# Section 2.4: Problem 6 Solution

Working problems is a crucial part of learning mathematics. No one can learn... merely by poring over the definitions, theorems, and examples that are worked out in the text. One must work part of it out for oneself. To provide that opportunity is the purpose of the exercises.
James R. Munkres
(a) Show that if $\vdash\alpha\rightarrow\beta$ , then $\vdash\forall x\alpha\rightarrow\forall x\beta$ .
(b) Show that it is not in general true that $\alpha\rightarrow\beta\vDash\forall x\alpha\rightarrow\forall x\beta$ .

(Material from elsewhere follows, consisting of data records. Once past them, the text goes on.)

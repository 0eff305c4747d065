//! Reminder scheduling for the terminal.
//!
//! A CLI has no notification daemon of its own; the reminder is printed and
//! logged so a cron job or desktop notifier can pick it up.

use chrono::{DateTime, Local, Utc};
use kith_core::notify::{Notification, NotificationScheduler};

#[derive(Debug, Clone, Copy, Default)]
pub struct LogScheduler {
    quiet: bool,
}

impl LogScheduler {
    /// `quiet` keeps stdout free for machine-readable output; the log line is
    /// still emitted.
    pub const fn new(quiet: bool) -> Self {
        Self { quiet }
    }
}

pub fn reminder_line(at: DateTime<Utc>, notification: &Notification) -> String {
    format!(
        "Reminder \"{}\" scheduled for {}",
        notification.title,
        at.with_timezone(&Local).format("%Y-%m-%d %H:%M")
    )
}

impl NotificationScheduler for LogScheduler {
    async fn schedule_at(
        &self,
        at: DateTime<Utc>,
        notification: &Notification,
    ) -> kith_core::Result<()> {
        let line = reminder_line(at, notification);
        tracing::info!("{}", line);
        if !self.quiet {
            println!("{line}");
        }
        Ok(())
    }
}
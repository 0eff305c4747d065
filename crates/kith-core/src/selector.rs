//! Daily contact selection.
//!
//! One pick per local calendar day: the first activation of a day draws a new
//! contact from the address book (minus the exclusion list) and persists it;
//! every later activation that day gets the same contact back.

use chrono::{DateTime, TimeZone};
use rand::rngs::StdRng;
use rand::{Rng, SeedableRng};

use crate::calendar;
use crate::contacts::ContactSource;
use crate::error::{Error, Result};
use crate::exclusion::ExclusionStore;
use crate::models::{Contact, ContactField, DailyPick};
use crate::storage::{load_json, save_json, KeyValueStore, DAILY_PICK_KEY};

/// Fields requested from the contact source for every draw
pub const CANDIDATE_FIELDS: [ContactField; 2] = [ContactField::PhoneNumbers, ContactField::Emails];

/// Chooses an index into a non-empty candidate pool
pub trait Picker {
    /// Return an index in `0..len`. Callers guarantee `len > 0`.
    fn pick(&mut self, len: usize) -> usize;
}

impl<P: Picker + ?Sized> Picker for &mut P {
    fn pick(&mut self, len: usize) -> usize {
        (**self).pick(len)
    }
}

/// Uniform random picker over any `rand` RNG
#[derive(Debug, Clone)]
pub struct RandomPicker<R> {
    rng: R,
}

impl<R: Rng> RandomPicker<R> {
    /// Wrap an RNG
    pub const fn new(rng: R) -> Self {
        Self { rng }
    }
}

impl RandomPicker<StdRng> {
    /// Picker seeded from the operating system
    pub fn from_entropy() -> Self {
        Self::new(StdRng::from_entropy())
    }
}

impl<R: Rng> Picker for RandomPicker<R> {
    fn pick(&mut self, len: usize) -> usize {
        self.rng.gen_range(0..len)
    }
}

/// Decides whether to reuse today's pick or draw a new one
pub struct DailySelector<'a, S, C, P>
where
    S: KeyValueStore,
    C: ContactSource,
    P: Picker,
{
    store: &'a S,
    source: &'a C,
    picker: P,
}

impl<'a, S, C, P> DailySelector<'a, S, C, P>
where
    S: KeyValueStore,
    C: ContactSource,
    P: Picker,
{
    /// Create a selector over the given collaborators
    pub const fn new(store: &'a S, source: &'a C, picker: P) -> Self {
        Self {
            store,
            source,
            picker,
        }
    }

    /// The persisted pick, if any
    pub async fn current_pick(&self) -> Result<Option<DailyPick>> {
        load_json(self.store, DAILY_PICK_KEY).await
    }

    /// Return today's contact, drawing a new one if the stored pick is from
    /// another local calendar day, has since been excluded, or is missing.
    ///
    /// An unreadable pick record counts as missing.
    pub async fn get_or_refresh_pick<Tz: TimeZone>(&mut self, now: &DateTime<Tz>) -> Result<Contact> {
        match self.current_pick().await {
            Ok(Some(pick)) => {
                let age = calendar::days_between(&pick.selected_at, now);
                if age != 0 {
                    tracing::debug!("Stored pick is {} day(s) old; drawing again", age);
                } else if ExclusionStore::new(self.store)
                    .is_excluded(&pick.contact.id)
                    .await?
                {
                    tracing::debug!("Today's pick {} was excluded; drawing again", pick.contact.id);
                } else {
                    tracing::debug!("Reusing today's pick {}", pick.contact.id);
                    return Ok(pick.contact);
                }
            }
            Ok(None) => {}
            Err(Error::Serialization(error)) => {
                tracing::warn!("Stored pick is unreadable, drawing again: {}", error);
            }
            Err(error) => return Err(error),
        }

        self.refresh_pick(now).await
    }

    /// Draw a new contact unconditionally and persist it as today's pick.
    pub async fn refresh_pick<Tz: TimeZone>(&mut self, now: &DateTime<Tz>) -> Result<Contact> {
        if !self.source.request_access().await?.is_granted() {
            return Err(Error::PermissionDenied);
        }

        let pool = self.source.list_contacts(&CANDIDATE_FIELDS).await?;
        let pool_size = pool.len();
        let excluded = ExclusionStore::new(self.store).list().await?;
        let mut candidates = excluded.filter(pool);

        if candidates.is_empty() {
            tracing::info!(
                "No candidates left ({} contact(s), {} excluded)",
                pool_size,
                excluded.len()
            );
            return Err(Error::NoCandidatesAvailable);
        }

        let index = self.picker.pick(candidates.len());
        if index >= candidates.len() {
            return Err(Error::InvalidInput(format!(
                "picker returned index {index} for {} candidate(s)",
                candidates.len()
            )));
        }
        let contact = candidates.swap_remove(index);

        save_json(self.store, DAILY_PICK_KEY, &DailyPick::new(contact.clone(), now)).await?;
        tracing::info!(
            "Picked {} from {} candidate(s)",
            contact.id,
            candidates.len() + 1
        );
        Ok(contact)
    }
}
//! Daily reminder scheduling.

use std::sync::Mutex;

use chrono::{DateTime, TimeZone, Utc};
use serde::{Deserialize, Serialize};

use crate::calendar;
use crate::error::{Error, Result};
use crate::models::ScheduledReminder;
use crate::storage::{load_json, save_json, KeyValueStore, REMINDER_KEY};

/// Content of a local notification
#[derive(Debug, Clone, PartialEq, Eq, Serialize, Deserialize)]
pub struct Notification {
    /// Headline shown by the host
    pub title: String,
    /// Secondary text
    pub body: String,
}

/// Trait for handing a notification to the host scheduler (async)
#[allow(async_fn_in_trait)]
pub trait NotificationScheduler {
    /// Schedule `notification` to fire at `at`
    async fn schedule_at(&self, at: DateTime<Utc>, notification: &Notification) -> Result<()>;
}

/// Scheduler that only records what it was asked to schedule
#[derive(Debug, Default)]
pub struct MemoryScheduler {
    scheduled: Mutex<Vec<(DateTime<Utc>, Notification)>>,
}

impl MemoryScheduler {
    /// Create a scheduler with nothing recorded
    pub fn new() -> Self {
        Self::default()
    }

    /// Everything scheduled so far, oldest first
    pub fn scheduled(&self) -> Vec<(DateTime<Utc>, Notification)> {
        self.scheduled
            .lock()
            .map(|scheduled| scheduled.clone())
            .unwrap_or_default()
    }
}

impl NotificationScheduler for MemoryScheduler {
    async fn schedule_at(&self, at: DateTime<Utc>, notification: &Notification) -> Result<()> {
        self.scheduled
            .lock()
            .map_err(|_| Error::Storage("scheduler lock poisoned".to_string()))?
            .push((at, notification.clone()));
        Ok(())
    }
}

/// Schedules the "write a friend" reminder for the next morning, at most once
/// per target instant.
pub struct ReminderPlanner<'a, S, N>
where
    S: KeyValueStore,
    N: NotificationScheduler,
{
    store: &'a S,
    scheduler: &'a N,
    hour: u32,
    notification: &'a Notification,
}

impl<'a, S, N> ReminderPlanner<'a, S, N>
where
    S: KeyValueStore,
    N: NotificationScheduler,
{
    /// Plan reminders at `hour:00` local time, deduplicated through `store`
    pub const fn new(
        store: &'a S,
        scheduler: &'a N,
        hour: u32,
        notification: &'a Notification,
    ) -> Self {
        Self {
            store,
            scheduler,
            hour,
            notification,
        }
    }

    /// Schedule tomorrow's reminder unless the same one is already scheduled.
    ///
    /// Returns the instant that was newly scheduled, or `None` when skipped.
    pub async fn plan<Tz: TimeZone>(&self, now: &DateTime<Tz>) -> Result<Option<DateTime<Utc>>> {
        let fire_at = calendar::next_reminder_at(now, self.hour)
            .ok_or_else(|| Error::Config(format!("invalid reminder hour {}", self.hour)))?
            .with_timezone(&Utc);

        let previous: Option<ScheduledReminder> = load_json(self.store, REMINDER_KEY).await?;
        if previous.is_some_and(|reminder| reminder.fire_at == fire_at) {
            tracing::debug!("Reminder for {} already scheduled", fire_at);
            return Ok(None);
        }

        self.scheduler
            .schedule_at(fire_at, self.notification)
            .await?;
        save_json(self.store, REMINDER_KEY, &ScheduledReminder { fire_at }).await?;
        tracing::info!("Scheduled reminder for {}", fire_at);
        Ok(Some(fire_at))
    }
}
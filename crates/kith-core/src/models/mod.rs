//! Data models for Kith

mod contact;
mod daily_pick;
mod exclusion;

pub use contact::{Contact, ContactField, ContactId, PhoneNumber};
pub use daily_pick::{DailyPick, ScheduledReminder};
pub use exclusion::ExclusionSet;
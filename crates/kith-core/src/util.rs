//! Shared utility functions used across multiple modules.

/// Normalize optional text by trimming whitespace and removing empties.
///
/// Returns `None` when the input is `None` or the trimmed value is empty.
pub fn normalize_text_option(value: Option<String>) -> Option<String> {
    let value = value?;
    let value = value.trim();
    if value.is_empty() {
        None
    } else {
        Some(value.to_string())
    }
}

/// First line of `value`, whitespace-collapsed and cut to `max_chars` with an ellipsis.
pub fn compact_text(value: &str, max_chars: usize) -> String {
    let first_line = value.lines().next().unwrap_or("").trim();
    let collapsed = first_line.split_whitespace().collect::<Vec<_>>().join(" ");

    if collapsed.chars().count() <= max_chars {
        collapsed
    } else {
        let take_len = max_chars.saturating_sub(3);
        let mut truncated = collapsed.chars().take(take_len).collect::<String>();
        truncated.push_str("...");
        truncated
    }
}

#[cfg(test)]
mod tests {
    use super::*;

    #[test]
    fn normalize_text_option_rejects_empty() {
        assert_eq!(normalize_text_option(None), None);
        assert_eq!(normalize_text_option(Some("   ".to_string())), None);
    }

    #[test]
    fn normalize_text_option_trims_value() {
        assert_eq!(
            normalize_text_option(Some(" Ada Lovelace ".to_string())),
            Some("Ada Lovelace".to_string())
        );
    }

    #[test]
    fn compact_text_truncates_with_ellipsis() {
        assert_eq!(compact_text("short", 10), "short");
        assert_eq!(
            compact_text("This is a very long sentence that should be shortened", 20),
            "This is a very lo..."
        );
    }
}
//! In-memory contact source

use super::{retain_fields, Access, ContactSource};
use crate::error::Result;
use crate::models::{Contact, ContactField};

/// A fixed list of contacts with a configurable permission answer
#[derive(Debug, Clone)]
pub struct MemoryContactSource {
    contacts: Vec<Contact>,
    access: Access,
}

impl MemoryContactSource {
    /// Source that grants access to `contacts`
    pub const fn new(contacts: Vec<Contact>) -> Self {
        Self {
            contacts,
            access: Access::Granted,
        }
    }

    /// Source that refuses access
    pub const fn denied() -> Self {
        Self {
            contacts: Vec::new(),
            access: Access::Denied,
        }
    }
}

impl ContactSource for MemoryContactSource {
    async fn request_access(&self) -> Result<Access> {
        Ok(self.access)
    }

    async fn list_contacts(&self, fields: &[ContactField]) -> Result<Vec<Contact>> {
        if !self.access.is_granted() {
            return Err(crate::Error::PermissionDenied);
        }
        Ok(self
            .contacts
            .iter()
            .cloned()
            .map(|contact| retain_fields(contact, fields))
            .collect())
    }
}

(a) If $\vdash\alpha\rightarrow\beta$ then, according to the Generalization Theorem, $\vdash\forall x(\alpha\rightarrow\beta)$ , and, according to the axiom group 3, $\vdash\forall x(\alpha\rightarrow\beta)\rightarrow(\forall x\alpha\rightarrow\forall x\beta)$ , and, by MP, $\vdash(\forall x\alpha\rightarrow\forall x\beta)$ .

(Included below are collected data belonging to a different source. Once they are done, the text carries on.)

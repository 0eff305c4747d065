use std::path::Path;

use kith_core::config::KithConfig;

use crate::commands::common::Context;
use crate::error::CliError;

pub fn run_config_show(ctx: &Context) -> Result<(), CliError> {
    println!("# {}", ctx.config_path.display());
    println!("{}", serde_json::to_string_pretty(&ctx.config)?);
    println!("# database: {}", ctx.db_path.display());
    println!("# contacts: {}", ctx.contacts_path.display());
    Ok(())
}

pub fn run_config_init(force: bool, config_path: &Path) -> Result<(), CliError> {
    if config_path.exists() && !force {
        return Err(CliError::Config(format!(
            "{} already exists; pass --force to overwrite",
            config_path.display()
        )));
    }

    KithConfig::default().save_to_path(config_path)?;
    println!("{}", config_path.display());
    Ok(())
}
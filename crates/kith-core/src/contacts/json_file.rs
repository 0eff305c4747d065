//! Contact source backed by an exported JSON address book.
//!
//! The file holds a JSON array of contact records in the host's camelCase
//! shape (`id`, `name`, `phoneNumbers`, `email`, `image`). A missing or
//! unreadable file is reported as denied access rather than an error.

use std::io::ErrorKind;
use std::path::{Path, PathBuf};

use super::{retain_fields, Access, ContactSource};
use crate::error::{Error, Result};
use crate::models::{Contact, ContactField};

/// Reads contacts from a JSON file on disk
#[derive(Debug, Clone)]
pub struct JsonFileContactSource {
    path: PathBuf,
}

impl JsonFileContactSource {
    /// Create a source reading from `path`
    pub fn new(path: impl Into<PathBuf>) -> Self {
        Self { path: path.into() }
    }

    /// Path of the backing file
    pub fn path(&self) -> &Path {
        &self.path
    }

    fn read_all(&self) -> Result<Vec<Contact>> {
        let raw = match std::fs::read_to_string(&self.path) {
            Ok(raw) => raw,
            Err(error) if is_access_error(error.kind()) => return Err(Error::PermissionDenied),
            Err(error) => return Err(error.into()),
        };
        let contacts: Vec<Contact> = serde_json::from_str(&raw)?;

        let total = contacts.len();
        let usable = contacts
            .into_iter()
            .filter(|contact| !contact.id.as_str().trim().is_empty())
            .collect::<Vec<_>>();
        if usable.len() < total {
            tracing::warn!(
                "Skipped {} contact(s) without an id in {}",
                total - usable.len(),
                self.path.display()
            );
        }
        Ok(usable)
    }
}

const fn is_access_error(kind: ErrorKind) -> bool {
    matches!(kind, ErrorKind::NotFound | ErrorKind::PermissionDenied)
}

impl ContactSource for JsonFileContactSource {
    async fn request_access(&self) -> Result<Access> {
        match std::fs::File::open(&self.path) {
            Ok(_) => Ok(Access::Granted),
            Err(error) if is_access_error(error.kind()) => {
                tracing::debug!(
                    "Contacts file {} is not accessible: {}",
                    self.path.display(),
                    error
                );
                Ok(Access::Denied)
            }
            Err(error) => Err(error.into()),
        }
    }

    async fn list_contacts(&self, fields: &[ContactField]) -> Result<Vec<Contact>> {
        Ok(self
            .read_all()?
            .into_iter()
            .map(|contact| retain_fields(contact, fields))
            .collect())
    }
}

#[cfg(test)]
mod tests {
    use super::*;
    use tempfile::tempdir;

    const BOOK: &str = r#"[
        { "id": "1", "name": "Ada", "phoneNumbers": [{ "number": "555-0100" }] },
        { "id": "2", "name": "Grace", "email": "grace@example.com" },
        { "id": "", "name": "Nobody" }
    ]"#;

    #[tokio::test]
    async fn test_missing_file_is_denied() {
        let tmp = tempdir().unwrap();
        let source = JsonFileContactSource::new(tmp.path().join("contacts.json"));
        assert_eq!(source.request_access().await.unwrap(), Access::Denied);
        assert!(matches!(
            source.list_contacts(&[]).await,
            Err(Error::PermissionDenied)
        ));
    }

    #[tokio::test]
    async fn test_lists_contacts_with_requested_fields() {
        let tmp = tempdir().unwrap();
        let path = tmp.path().join("contacts.json");
        std::fs::write(&path, BOOK).unwrap();

        let source = JsonFileContactSource::new(&path);
        assert_eq!(source.request_access().await.unwrap(), Access::Granted);

        let contacts = source
            .list_contacts(&[ContactField::Emails])
            .await
            .unwrap();
        assert_eq!(contacts.len(), 2);
        assert!(contacts[0].phone_numbers.is_empty());
        assert_eq!(contacts[1].email.as_deref(), Some("grace@example.com"));
    }

    #[tokio::test]
    async fn test_malformed_file_is_serialization_error() {
        let tmp = tempdir().unwrap();
        let path = tmp.path().join("contacts.json");
        std::fs::write(&path, "{}").unwrap();

        let source = JsonFileContactSource::new(&path);
        assert!(matches!(
            source.list_contacts(&[]).await,
            Err(Error::Serialization(_))
        ));
    }
}
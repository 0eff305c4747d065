use std::io::{self, Write};
use std::path::Path;

use clap::CommandFactory;
use clap_complete::aot::Generator;
use clap_complete::{generate, shells};

use crate::cli::{Cli, CompletionShell};
use crate::error::CliError;

pub fn run_completions(shell: CompletionShell, output_path: Option<&Path>) -> Result<(), CliError> {
    let buffer = render_completions(shell);

    if let Some(path) = output_path {
        std::fs::write(path, &buffer)?;
        println!("{}", path.display());
    } else {
        io::stdout().write_all(&buffer)?;
    }

    Ok(())
}

pub fn render_completions(shell: CompletionShell) -> Vec<u8> {
    let mut command = Cli::command();
    let mut buffer = Vec::new();
    match shell {
        CompletionShell::Bash => generate_for_shell(shells::Bash, &mut command, &mut buffer),
        CompletionShell::Zsh => generate_for_shell(shells::Zsh, &mut command, &mut buffer),
        CompletionShell::Fish => generate_for_shell(shells::Fish, &mut command, &mut buffer),
    }
    buffer
}

fn generate_for_shell<G: Generator>(
    generator: G,
    command: &mut clap::Command,
    buffer: &mut Vec<u8>,
) {
    generate(generator, command, "kith", buffer);
}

(b) The problem here is that what (a) says is that for $\alpha$ and $\beta$ such that $\alpha\rightarrow\beta$ is valid, $\forall x\alpha\rightarrow\forall x\beta$ is valid as well (well, it does not say anything about validity, but it will follow). However, in (b), $\alpha\rightarrow\beta\vDash\forall x\alpha\rightarrow\forall x\beta$ says that for any $\alpha$ and $\beta$ , and any structure $\mathfrak{A}$ and $s:V\rightarrow|\mathfrak{A}|$ , if $\vDash_{\mathfrak{A}}\alpha\rightarrow\beta[s]$ then $\vDash_{\mathfrak{A}}\forall x\alpha\rightarrow\forall x\beta[s]$ . Therefore, in (a) the statement is restricted to only those $\alpha$ and $\beta$ for which $\alpha\rightarrow\beta$ is valid, while in (b) there is no such restriction.

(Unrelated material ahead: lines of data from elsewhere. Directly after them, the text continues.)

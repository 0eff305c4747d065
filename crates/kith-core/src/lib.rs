//! kith-core - Core library for Kith
//!
//! Kith shows one contact per day and lets the user reach out or exclude that
//! person forever. This crate holds the models, the daily selector and
//! exclusion store, collaborator traits, storage backends, and the application
//! state machine used by every front end.

pub mod actions;
pub mod app;
pub mod calendar;
pub mod config;
pub mod contacts;
pub mod db;
pub mod error;
pub mod exclusion;
pub mod models;
pub mod notify;
pub mod selector;
pub mod storage;
pub mod util;

pub use app::{App, AppEvent, AppState, Effect, View};
pub use error::{Error, Result};
pub use models::{Contact, ContactId, DailyPick, ExclusionSet};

As an example, consider $\alpha$ a valid formula, and $\beta$ the formula $x=c$ . Now, if $|\mathfrak{A}|$ has more than one element, and $s$ is such that $s(x)=c^{\mathfrak{A}}$ , then $\vDash_{\mathfrak{A}}\alpha\rightarrow\beta[s]$ . However, while $\vDash_{\mathfrak{A}}\forall x\alpha[s]$ , $\not\vDash_{\mathfrak{A}}\forall x\beta[s]$ , and, hence, $\not\vDash_{\mathfrak{A}}\forall x\alpha\rightarrow\forall x\beta[s]$ . Therefore, $\alpha\rightarrow\beta\not\vDash\forall x\alpha\rightarrow\forall x\beta$ .